TASK DETAILS: Give back an exact copy of the lines below, from the first through the line with "use crate::store::KvStore;"; please stop there.

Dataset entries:
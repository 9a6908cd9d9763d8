//! Lock-free read paths that filter a raw row through the current
//! transaction metadata. `ReadLock`, the strongest level, is not a handler
//! here at all — it's a real transaction (see [`crate::txn::Transaction::read_lock`]).

use crate::error::{CResult, Error};
use crate::key::ItemKey;
use crate::record::{rid_for, RecordStore, TxState};
use crate::store::KvStore;
use crate::value::{is_applied, is_transient, lock_owner, Item};

const COMMITTED_READ_ATTEMPTS: u32 = 3;

#[derive(Clone, Copy, Debug, PartialEq, Eq)]
pub enum Isolation {
    Uncommitted,
    Committed,
}

/// Returns the row as read, except that a transient, not-yet-applied row
/// (a phantom insert mid-lock) is reported absent.
pub fn read_uncommitted(store: &dyn KvStore, table: &str, key: &ItemKey) -> CResult<Option<Item>> {
    let item = store.get_item(table, key)?;
    Ok(match item {
        Some(item) if is_transient(&item) && !is_applied(&item) => None,
        other => other,
    })
}

/// Returns the last committed state of a row, resolving an in-flight
/// applied write back to its pre-image when the owning transaction hasn't
/// committed (or is still finalizing a commit, in which case the applied
/// bytes already are the committed ones).
pub fn read_committed(store: &dyn KvStore, table: &str, key: &ItemKey, pk_attrs: &[String]) -> CResult<Option<Item>> {
    let records = RecordStore::new(store);
    let mut attempts = 0;
    loop {
        attempts += 1;
        let Some(item) = store.get_item(table, key)? else {
            return Ok(None);
        };
        if is_transient(&item) {
            return Ok(None);
        }
        if !is_applied(&item) {
            return Ok(Some(item));
        }
        let Some(owner) = lock_owner(&item) else {
            return Ok(Some(item));
        };
        match records.load(owner) {
            Ok(record) => {
                if record.state == TxState::Committed {
                    return Ok(Some(item));
                }
                match rid_for(&record, table, key, pk_attrs)? {
                    Some(rid) => match records.load_item_image(owner, rid)? {
                        Some(image) => return Ok(Some(image)),
                        None if attempts < COMMITTED_READ_ATTEMPTS => continue,
                        None => {
                            return Err(Error::Assertion(format!(
                                "no pre-image for {table}/{key} under transaction {owner}"
                            )))
                        }
                    },
                    None => return Ok(Some(item)),
                }
            }
            Err(Error::TxNotFound(_)) if attempts < COMMITTED_READ_ATTEMPTS => continue,
            Err(Error::TxNotFound(_)) => {
                return Err(Error::Assertion(format!(
                    "transaction {owner} vanished while resolving a committed read of {table}/{key}"
                )))
            }
            Err(e) => return Err(e),
        }
    }
}

#[cfg(test)]
mod tests {
    use super::*;
    use crate::store::memory::MemoryStore;
    use crate::store::Condition;
    use crate::value::{AttributeValue, ATTR_APPLIED, ATTR_TRANSIENT, ATTR_TXID};

    fn key(id: &str) -> ItemKey {
        ItemKey::single("id", AttributeValue::S(id.into())).unwrap()
    }

    #[test]
    fn uncommitted_read_hides_unapplied_transient_rows() {
        let store = MemoryStore::new();
        let mut item = Item::new();
        item.insert("id".into(), AttributeValue::S("1".into()));
        item.insert(ATTR_TXID.into(), AttributeValue::S("t1".into()));
        item.insert(ATTR_TRANSIENT.into(), AttributeValue::Bool(true));
        store.put_item("widgets", &key("1"), item, Condition::new()).unwrap();
        assert_eq!(read_uncommitted(&store, "widgets", &key("1")).unwrap(), None);
    }

    #[test]
    fn uncommitted_read_returns_applied_bytes_regardless_of_commit_status() {
        let store = MemoryStore::new();
        let mut item = Item::new();
        item.insert("id".into(), AttributeValue::S("1".into()));
        item.insert("color".into(), AttributeValue::S("purple".into()));
        item.insert(ATTR_TXID.into(), AttributeValue::S("t1".into()));
        item.insert(ATTR_APPLIED.into(), AttributeValue::Bool(true));
        store.put_item("widgets", &key("1"), item, Condition::new()).unwrap();
        let read = read_uncommitted(&store, "widgets", &key("1")).unwrap().unwrap();
        assert_eq!(read.get("color"), Some(&AttributeValue::S("purple".into())));
    }

    #[test]
    fn committed_read_falls_back_to_pre_image_while_owner_is_pending() {
        let store = MemoryStore::new();
        let mut original = Item::new();
        original.insert("id".into(), AttributeValue::S("1".into()));
        original.insert("color".into(), AttributeValue::S("red".into()));
        store.put_item("widgets", &key("1"), original, Condition::new()).unwrap();

        let records = RecordStore::new(&store);
        let record = records.insert("t1", 100).unwrap();
        let mut update_key = Item::new();
        update_key.insert("id".into(), AttributeValue::S("1".into()));
        let request = crate::request::Request::UpdateRow {
            table: "widgets".into(),
            key: update_key,
            updates: vec![crate::request::AttributeUpdate::Put(
                "color".into(),
                AttributeValue::S("purple".into()),
            )],
            return_mode: crate::request::ReturnMode::None,
        };
        let (_record, rid) = records.add_request_raw(&record, request, 101).unwrap();

        let mut pre_image = Item::new();
        pre_image.insert("id".into(), AttributeValue::S("1".into()));
        pre_image.insert("color".into(), AttributeValue::S("red".into()));
        records.save_item_image("t1", rid, &pre_image).unwrap();

        let mut applied = Item::new();
        applied.insert("id".into(), AttributeValue::S("1".into()));
        applied.insert("color".into(), AttributeValue::S("purple".into()));
        applied.insert(ATTR_TXID.into(), AttributeValue::S("t1".into()));
        applied.insert(ATTR_APPLIED.into(), AttributeValue::Bool(true));
        store
            .put_item("widgets", &key("1"), applied, Condition::new())
            .unwrap();

        let pk_attrs = vec!["id".to_string()];
        let seen = read_committed(&store, "widgets", &key("1"), &pk_attrs).unwrap().unwrap();
        assert_eq!(seen.get("color"), Some(&AttributeValue::S("red".into())));
    }
}
//! A purely in-memory [`KvStore`] backed by a `BTreeMap` per table, keyed
//! by [`ItemKey`]'s canonical byte ordering. Not a production backend: no
//! persistence, no network, no concurrent-writer isolation beyond a single
//! process mutex. This is the reference backend this crate's own tests run
//! against — an in-process `BTreeMap`-backed reference implementation of the
//! storage contract, nothing more.

use std::collections::BTreeMap;
use std::sync::Mutex;

use crate::error::{CResult, Error};
use crate::key::ItemKey;
use crate::store::{AttributeAction, Condition, KvStore, ScanPage, ScanToken};
use crate::value::{AttributeValue, Item};

#[derive(Default)]
pub struct MemoryStore {
    tables: Mutex<BTreeMap<String, BTreeMap<ItemKey, Item>>>,
}

impl MemoryStore {
    pub fn new() -> Self {
        Self::default()
    }
}

fn apply_action(item: &mut Item, action: &AttributeAction) -> CResult<()> {
    match action {
        AttributeAction::Put(name, value) => {
            item.insert(name.clone(), value.clone());
        }
        AttributeAction::Add(name, delta) => match delta {
            AttributeValue::N(_) => {
                let existing = item.get(name).map(AttributeValue::as_number).transpose()?.unwrap_or(0);
                let added = delta.as_number()?;
                item.insert(name.clone(), AttributeValue::number(existing + added));
            }
            AttributeValue::Ss(new_members) => match item.get(name) {
                Some(AttributeValue::Ss(existing)) => {
                    let mut merged = existing.clone();
                    merged.extend(new_members.iter().cloned());
                    item.insert(name.clone(), AttributeValue::Ss(merged));
                }
                None => {
                    item.insert(name.clone(), AttributeValue::Ss(new_members.clone()));
                }
                Some(_) => {
                    return Err(Error::BackingStore(format!(
                        "attribute '{name}' is not a string set"
                    )))
                }
            },
            AttributeValue::Bs(new_members) => match item.get(name) {
                Some(AttributeValue::Bs(existing)) => {
                    let mut merged = existing.clone();
                    merged.extend(new_members.iter().cloned());
                    item.insert(name.clone(), AttributeValue::Bs(merged));
                }
                None => {
                    item.insert(name.clone(), AttributeValue::Bs(new_members.clone()));
                }
                Some(_) => {
                    return Err(Error::BackingStore(format!(
                        "attribute '{name}' is not a binary set"
                    )))
                }
            },
            other => {
                return Err(Error::BackingStore(format!(
                    "cannot add a {other:?} value to attribute '{name}'"
                )))
            }
        },
        AttributeAction::Delete(name) => {
            item.remove(name);
        }
    }
    Ok(())
}

impl KvStore for MemoryStore {
    fn get_item(&self, table: &str, key: &ItemKey) -> CResult<Option<Item>> {
        let tables = self.tables.lock().expect("memory store mutex poisoned");
        Ok(tables.get(table).and_then(|rows| rows.get(key)).cloned())
    }

    fn put_item(&self, table: &str, key: &ItemKey, item: Item, condition: Condition) -> CResult<()> {
        let mut tables = self.tables.lock().expect("memory store mutex poisoned");
        let rows = tables.entry(table.to_string()).or_default();
        let current = rows.get(key);
        if !condition.holds(current) {
            return Err(Error::ConditionalCheckFailed(format!(
                "put_item condition failed for {table}/{key}"
            )));
        }
        rows.insert(key.clone(), item);
        Ok(())
    }

    fn update_item(
        &self,
        table: &str,
        key: &ItemKey,
        actions: &[AttributeAction],
        condition: Condition,
    ) -> CResult<Item> {
        let mut tables = self.tables.lock().expect("memory store mutex poisoned");
        let rows = tables.entry(table.to_string()).or_default();
        let current = rows.get(key).cloned();
        if !condition.holds(current.as_ref()) {
            return Err(Error::ConditionalCheckFailed(format!(
                "update_item condition failed for {table}/{key}"
            )));
        }
        let mut next = current.unwrap_or_else(|| key.to_item());
        for action in actions {
            apply_action(&mut next, action)?;
        }
        rows.insert(key.clone(), next.clone());
        Ok(next)
    }

    fn delete_item(&self, table: &str, key: &ItemKey, condition: Condition) -> CResult<()> {
        let mut tables = self.tables.lock().expect("memory store mutex poisoned");
        let rows = tables.entry(table.to_string()).or_default();
        let current = rows.get(key);
        if !condition.holds(current) {
            return Err(Error::ConditionalCheckFailed(format!(
                "delete_item condition failed for {table}/{key}"
            )));
        }
        rows.remove(key);
        Ok(())
    }

    fn scan(&self, table: &str, start: Option<ScanToken>, limit: usize) -> CResult<ScanPage> {
        let tables = self.tables.lock().expect("memory store mutex poisoned");
        let Some(rows) = tables.get(table) else {
            return Ok(ScanPage::default());
        };
        let start_bytes = start.map(|t| t.0);
        let mut items = Vec::new();
        let mut next = None;
        for (key, item) in rows.iter() {
            let key_bytes = key.canonical_scan_bytes();
            if let Some(s) = &start_bytes {
                if &key_bytes <= s {
                    continue;
                }
            }
            if items.len() == limit {
                next = Some(ScanToken(key_bytes));
                break;
            }
            items.push(item.clone());
        }
        Ok(ScanPage { items, next })
    }
}

#[cfg(test)]
mod tests {
    use super::*;

    fn key(id: &str) -> ItemKey {
        ItemKey::single("id", AttributeValue::S(id.into())).unwrap()
    }

    fn item(id: &str, color: &str) -> Item {
        let mut item = Item::new();
        item.insert("id".into(), AttributeValue::S(id.into()));
        item.insert("color".into(), AttributeValue::S(color.into()));
        item
    }

    #[test]
    fn put_then_get_round_trips() {
        let store = MemoryStore::new();
        store
            .put_item("widgets", &key("1"), item("1", "red"), Condition::new())
            .unwrap();
        let got = store.get_item("widgets", &key("1")).unwrap();
        assert_eq!(got, Some(item("1", "red")));
    }

    #[test]
    fn put_condition_not_exists_rejects_existing_row() {
        let store = MemoryStore::new();
        store
            .put_item("widgets", &key("1"), item("1", "red"), Condition::new())
            .unwrap();
        let err = store
            .put_item(
                "widgets",
                &key("1"),
                item("1", "blue"),
                Condition::new().not_exists("id"),
            )
            .unwrap_err();
        assert!(matches!(err, Error::ConditionalCheckFailed(_)));
    }

    #[test]
    fn update_item_applies_add_to_numeric_attribute() {
        let store = MemoryStore::new();
        let mut seed = item("1", "red");
        seed.insert("count".into(), AttributeValue::number(5));
        store
            .put_item("widgets", &key("1"), seed, Condition::new())
            .unwrap();
        let result = store
            .update_item(
                "widgets",
                &key("1"),
                &[AttributeAction::Add("count".into(), AttributeValue::number(3))],
                Condition::new(),
            )
            .unwrap();
        assert_eq!(result.get("count"), Some(&AttributeValue::number(8)));
    }

    #[test]
    fn delete_item_is_conditioned_on_ownership() {
        let store = MemoryStore::new();
        let mut seed = item("1", "red");
        seed.insert("_txid".into(), AttributeValue::S("t1".into()));
        store
            .put_item("widgets", &key("1"), seed, Condition::new())
            .unwrap();
        let err = store
            .delete_item(
                "widgets",
                &key("1"),
                Condition::new().eq("_txid", AttributeValue::S("t2".into())),
            )
            .unwrap_err();
        assert!(matches!(err, Error::ConditionalCheckFailed(_)));
        store
            .delete_item(
                "widgets",
                &key("1"),
                Condition::new().eq("_txid", AttributeValue::S("t1".into())),
            )
            .unwrap();
        assert_eq!(store.get_item("widgets", &key("1")).unwrap(), None);
    }

    #[test]
    fn scan_paginates_in_canonical_key_order() {
        let store = MemoryStore::new();
        for id in ["3", "1", "2"] {
            store
                .put_item("widgets", &key(id), item(id, "red"), Condition::new())
                .unwrap();
        }
        let page1 = store.scan("widgets", None, 2).unwrap();
        assert_eq!(page1.items.len(), 2);
        assert!(page1.next.is_some());
        let page2 = store.scan("widgets", page1.next, 2).unwrap();
        assert_eq!(page2.items.len(), 1);
        assert!(page2.next.is_none());
    }
}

RESPONSE TO THIS EXERCISE:
repository 9a6908cd9d9763d8
//! Lock-free read paths that filter a raw row through the current
//! transaction metadata. `ReadLock`, the strongest level, is not a handler
//! here at all — it's a real transaction (see [`crate::txn::Transaction::read_lock`]).

use crate::error::{CResult, Error};
use crate::key::ItemKey;
use crate::record::{rid_for, RecordStore, TxState};
use crate::store::KvStore;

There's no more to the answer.